A poetisa Cora Coralina acrescentou outra distinção, no
caso a forma como adquirimos os dois. Escreveu: “O saber a gente aprende com os
mestres e os livros. A sabedoria se aprende é com a vida e com os humildes”. O
filósofo e místico chinês Lao-Tsé, figura lendária cujos ensinamentos
sobrevivem ao tempo e ao esquecimento e servem-nos de guia passados mais de
2.600 anos, ensinava seus discípulos, por volta do ano 520 antes de Cristo:
“Para ganhar conhecimento, adicione coisas todos os dias. Para ganhar
sabedoria, elimine coisas todos os dias”. Ou seja, não basta conhecer. É indispensável
saber o que fazer com esse conhecimento e distinguir o útil do inútil,
distinção que só o verdadeiro sábio faz com correção.

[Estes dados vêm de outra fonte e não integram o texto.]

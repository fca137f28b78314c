//! API handlers.

pub mod accounts;
pub mod admin;
pub mod credits;
pub mod health;
pub mod live;
pub mod webhooks;
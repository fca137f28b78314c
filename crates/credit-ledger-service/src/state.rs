//! Application state.

use std::sync::Arc;

use credit_ledger_store::{MemoryStore, Store, StoreError};

use crate::auth::JwksCache;
use crate::config::{ServiceConfig, StorageBackend};
use crate::ledger::CreditLedger;

/// Application state shared across handlers.
#[derive(Clone)]
pub struct AppState {
    /// The ledger engine.
    pub ledger: Arc<CreditLedger>,

    /// Service configuration.
    pub config: ServiceConfig,

    /// Identity provider signing keys.
    pub jwks: Arc<JwksCache>,
}

impl AppState {
    /// Create a new application state.
    #[must_use]
    pub fn new(store: Arc<dyn Store>, config: ServiceConfig) -> Self {
        if config.admin_api_key.is_none() {
            tracing::warn!("ADMIN_API_KEY not configured - admin endpoints are disabled");
        }
        if config.payment_webhook_secret.is_none() {
            tracing::warn!("Payment webhook secret not configured - payment callbacks are disabled");
        }

        let ledger = CreditLedger::new(store, config.ledger.clone(), config.retry.clone());

        Self {
            ledger: Arc::new(ledger),
            config,
            jwks: Arc::new(JwksCache::new()),
        }
    }
}

/// Open the store backend selected in `config`.
///
/// # Errors
///
/// Returns an error if the database cannot be opened, or if `rocksdb` is
/// selected in a build without the `rocksdb-backend` feature.
pub fn open_store(config: &ServiceConfig) -> Result<Arc<dyn Store>, StoreError> {
    match config.storage_backend {
        StorageBackend::Memory => {
            tracing::warn!("Using in-memory store - balances are lost on restart");
            Ok(Arc::new(MemoryStore::new()))
        }
        #[cfg(feature = "rocksdb-backend")]
        StorageBackend::Rocksdb => {
            tracing::info!(path = %config.data_dir, "Opening RocksDB store");
            Ok(Arc::new(credit_ledger_store::RocksStore::open(&config.data_dir)?))
        }
        #[cfg(not(feature = "rocksdb-backend"))]
        StorageBackend::Rocksdb => Err(StoreError::Database(
            "built without the rocksdb-backend feature".into(),
        )),
    }
}
//! Push-based balance subscriptions.
//!
//! Each watched account owns a `tokio::sync::watch` channel. Writers publish
//! after commit and never wait on readers; readers only ever see the newest
//! revision, intermediate values may be skipped.

use std::collections::HashMap;
use std::sync::{Arc, Mutex, MutexGuard, PoisonError, Weak};

use futures::stream::{self, BoxStream, StreamExt};
use tokio::sync::watch;

use credit_ledger_core::AccountId;

/// A balance observation.
#[derive(Debug, Clone, Copy, PartialEq, Eq)]
pub struct BalanceUpdate {
    /// Stored balance, `None` while the account has no record.
    pub balance: Option<i64>,
    /// Record revision the balance was read at (0 without a record).
    pub revision: u64,
}

impl BalanceUpdate {
    /// The observation of an account without a record.
    pub const MISSING: Self = Self {
        balance: None,
        revision: 0,
    };
}

type ChannelMap = HashMap<AccountId, watch::Sender<BalanceUpdate>>;
type Channels = Mutex<ChannelMap>;

fn lock(channels: &Channels) -> MutexGuard<'_, ChannelMap> {
    // The map holds no invariants a panicking holder could break.
    channels.lock().unwrap_or_else(PoisonError::into_inner)
}

/// A live view of one account's balance.
///
/// Dropping the subscription cancels it; the last one to go unregisters the
/// account from the hub.
#[derive(Debug)]
pub struct BalanceSubscription {
    account_id: AccountId,
    rx: watch::Receiver<BalanceUpdate>,
    channels: Weak<Channels>,
}

impl BalanceSubscription {
    /// The account being watched.
    #[must_use]
    pub fn account_id(&self) -> &AccountId {
        &self.account_id
    }

    /// The newest observation, without waiting.
    #[must_use]
    pub fn current(&self) -> BalanceUpdate {
        *self.rx.borrow()
    }

    /// Wait for the next change. Returns `None` once the account is erased.
    pub async fn changed(&mut self) -> Option<BalanceUpdate> {
        self.rx.changed().await.ok()?;
        Some(*self.rx.borrow_and_update())
    }

    /// Convert into a stream that yields the current value first and then
    /// every subsequent change.
    #[must_use]
    pub fn into_stream(self) -> BoxStream<'static, BalanceUpdate> {
        stream::unfold((self, true), |(mut sub, first)| async move {
            if !first {
                sub.rx.changed().await.ok()?;
            }
            let update = *sub.rx.borrow_and_update();
            Some((update, (sub, false)))
        })
        .boxed()
    }
}

impl Drop for BalanceSubscription {
    fn drop(&mut self) {
        let Some(channels) = self.channels.upgrade() else {
            return;
        };
        let mut channels = lock(&channels);
        // `self.rx` is still registered here, so the last subscriber sees a
        // count of one. The channel may also have been replaced after an
        // erase, in which case it is not ours to remove.
        let last = channels.get(&self.account_id).is_some_and(|sender| {
            sender.receiver_count() == 1 && sender.subscribe().same_channel(&self.rx)
        });
        if last {
            channels.remove(&self.account_id);
        }
    }
}

/// Fan-out point for balance changes, shared by the store backends.
#[derive(Debug, Default)]
pub struct BalanceHub {
    channels: Arc<Channels>,
}

impl BalanceHub {
    /// Create an empty hub.
    #[must_use]
    pub fn new() -> Self {
        Self::default()
    }

    fn channels(&self) -> MutexGuard<'_, ChannelMap> {
        lock(&self.channels)
    }

    /// Register a subscriber, then offer `current` as its first value.
    ///
    /// Backends must call [`BalanceHub::watch`] before reading the current
    /// value and pass that value to [`BalanceHub::publish`]; a commit landing in
    /// between is then never lost.
    #[must_use]
    pub fn watch(&self, account_id: &AccountId) -> BalanceSubscription {
        let mut channels = self.channels();
        let sender = channels
            .entry(account_id.clone())
            .or_insert_with(|| watch::channel(BalanceUpdate::MISSING).0);
        BalanceSubscription {
            account_id: account_id.clone(),
            rx: sender.subscribe(),
            channels: Arc::downgrade(&self.channels),
        }
    }

    /// Publish an observation. Older revisions than the one already held are
    /// ignored.
    pub fn publish(&self, account_id: &AccountId, update: BalanceUpdate) {
        let mut channels = self.channels();
        let Some(sender) = channels.get(account_id) else {
            return;
        };
        if sender.receiver_count() == 0 {
            channels.remove(account_id);
            return;
        }
        sender.send_if_modified(|held| {
            if update.revision > held.revision {
                *held = update;
                true
            } else {
                false
            }
        });
    }

    /// End every subscription to an erased account.
    pub fn close(&self, account_id: &AccountId) {
        self.channels().remove(account_id);
    }

    #[cfg(test)]
    fn watched_accounts(&self) -> usize {
        self.channels().len()
    }
}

Os sistemas educacionais de hoje (salvo raríssimas e
honrosas exceções) pecam por não saberem distinguir esses dois conceitos. Os
responsáveis pelas políticas de educação confundem-na com mera acumulação de
conhecimentos. É, “também”, isso, mas “não só isso”. Opta-se pela formação de
repetidores de conceitos alheios, de meros papagaios, alguns, verdadeiras
enciclopédias vivas, em detrimento dos pensadores. De pessoas capazes de
raciocinar e de adotar postura crítica face qualquer informação e, sobretudo,
aptas a acrescentar algo de próprio a ela. Desestimula-se, reitero, o
raciocínio. Em muitas partes, as escolas têm praticamente o mesmo perfil
autoritário e medieval de três, quatro ou mais séculos atrás. Conhecimentos são
acumulados hoje de maneira muito mais rápida, eficiente e organizada em
memórias de computadores do que no cérebro humano. Ao homem, porém, compete
saber “como usar esse acervo para melhorar sua vida e a da comunidade em que se
insere”.
Costumamos dizer, amiúde, sobre
pessoas com as quais convivemos, que “as conhecemos muito bem”. Seria isso, de
fato, possível? Temos condições de conhecer quem quer que seja se nem ao menos
temos ciência das nossas próprias reações, impulsos e limitações? Tenho sérias
dúvidas. No íntimo acredito que só podemos conhecer, dos outros, o que eles
querem que conheçamos. O que sabemos do potencial de cada um, do que sente e o
que pensa, realmente, do mundo, da vida e... de nós? Qual nossa avaliação
sincera, honesta e objetiva sobre nós mesmos? Conhecemo-nos mesmo ou apenas
“achamos” que temos esse conhecimento? Está aí excelente reflexão, que
certamente pode mudar, para melhor, nossos relacionamentos.